Search engine optimization, as defined by Wikipedia, “is the process of improving the visibility of a website or a web page in search engines via the “natural” or un-paid (“organic” or “algorithmic”) search results.” People use search engines such as Google, Bing, and Yahoo to find products, services, and information to better their lives. Websites that have been optimized for search will show up at the top of the list once a search has been run. This also means that those small businesses on Page 1 of search results have the highest likelihood of getting the business, which is why savvy small businesses and website owners put a great deal of time (and money) into quality, white hat SEO.
To get started with your website’s SEO, it’s important to first learn about the 4 essential SEO elements you can add to every website page or blog post. This information you’ll be adding via your website’s dashboard and in the Page Edit or Post Edit view is sort of the “missing link” that Google looks for to help pair your content with the queries a website searcher enters into the search bar.
SEO Terminology to Know
There are 4 main terms to know when it comes to search engine optimization of your website: Title tags, Meta descriptions, Meta keywords, and Permalinks.

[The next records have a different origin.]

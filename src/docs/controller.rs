use crate::docs::openapi::api_description;
use actix_web::HttpResponse;

/// Serve the generated API description
/// GET /doc
pub async fn get_api_doc() -> HttpResponse {
    HttpResponse::Ok().json(api_description())
}
use super::controller::{
    create_comment, delete_comment, get_comment, get_movie_comments, update_comment,
};
use crate::middleware::method_not_allowed::method_not_allowed;
use actix_web::http::Method;
use actix_web::web;

const COLLECTION_METHODS: &[Method] = &[Method::GET, Method::POST];
const ITEM_METHODS: &[Method] = &[Method::GET, Method::PUT, Method::DELETE];

pub fn comment_routes(cfg: &mut web::ServiceConfig) {
    cfg.service(
        web::resource("/movie/{movie_id}/comments")
            .route(web::get().to(get_movie_comments))
            .route(web::post().to(create_comment))
            .default_service(method_not_allowed(COLLECTION_METHODS)),
    )
    .service(
        web::resource("/movie/{movie_id}/comment/{comment_id}")
            .route(web::get().to(get_comment))
            .route(web::put().to(update_comment))
            .route(web::delete().to(delete_comment))
            .default_service(method_not_allowed(ITEM_METHODS)),
    );
}
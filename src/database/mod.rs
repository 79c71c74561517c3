pub mod db;
#[cfg(test)]
pub mod failing;
pub mod memory;
pub mod store;

pub use db::MongoStore;
pub use memory::MemoryStore;
pub use store::{DeleteOutcome, DocumentStore, StoreError, UpdateOutcome};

Running a search engine search returns pages full of entries that look like this:
In this example, the title tag is the top line, in the largest font, and reads, “Moving a Facebook Business Page & Ads Account to…” The meta description is the section underneath the title tag and starts, “Moving your Ads Manager Account to Business Manager. Start by clicking.” The portions of the permalink are also visible, and it is the web address for the specific website page: www.elirose.com/2018/10/moving-facebook-page-ads-account-to-business-manager/.
Note #1: Meta keywords are not visible in search engine results, and it is widely understood that meta keywords add no value.
Note #2: Google will take liberties with your entered data. If it feels there’s a different section of text from your blog post, for example, that better addresses the question a searcher just asked, it may modify the meta description you added to that blog post to include the added text.
WordPress is an Excellent CMS for SEO
Just one of the reasons WordPress is a highly desirable website and blogging platform is due to its SEO capabilities. For your home page, as well as each post and page, WordPress provides you fields to add your title tags, meta descriptions, meta keywords, and custom permalinks. You also can easily add ALT tags to images, install a sitemap, and add social media meta data to all your images. Premium themes like Divi and Genesis have SEO fields integrated into their design.
If you don’t have an SEO-integrated theme, don’t despair; adding a plugin like All In One SEO Pack will provide you with the same capabilities. In fact, I often recommend using an SEO plugin even with built-in SEO capabilities because it’s far easier to transfer your SEO if you switch WordPress themes.
Learn more about how to choose the right SEO tags for any given page or blog post in our How to Choose the Right SEO Tags blog post.
Google logs billions of searches each day. With those kinds of numbers, small businesses can and will benefit from improving their website’s search engine visibility.
Are you interested in optimizing your website for search engines? Are you a WordPress user who chose that platform in part because of its SEO capabilities?
When I was at WordCamp last year, Vanessa Fox (from Google) spoke about SEO. She said that Google no longer looks at keywords in metadata. Keyword density in content and titles were the biggies, as was picture description.
So I think y’all are right.
Thanks, Lori! That’s what we’ve been hearing a lot about, so it’s so great to hear that Google themselves said so.
We have a couple more posts planned, including tools to use to find strong keywords (for title tag/permalink purposes) as well as using your keywords in the body of the post. There is so much to SEO, it needs to be taken in short bursts.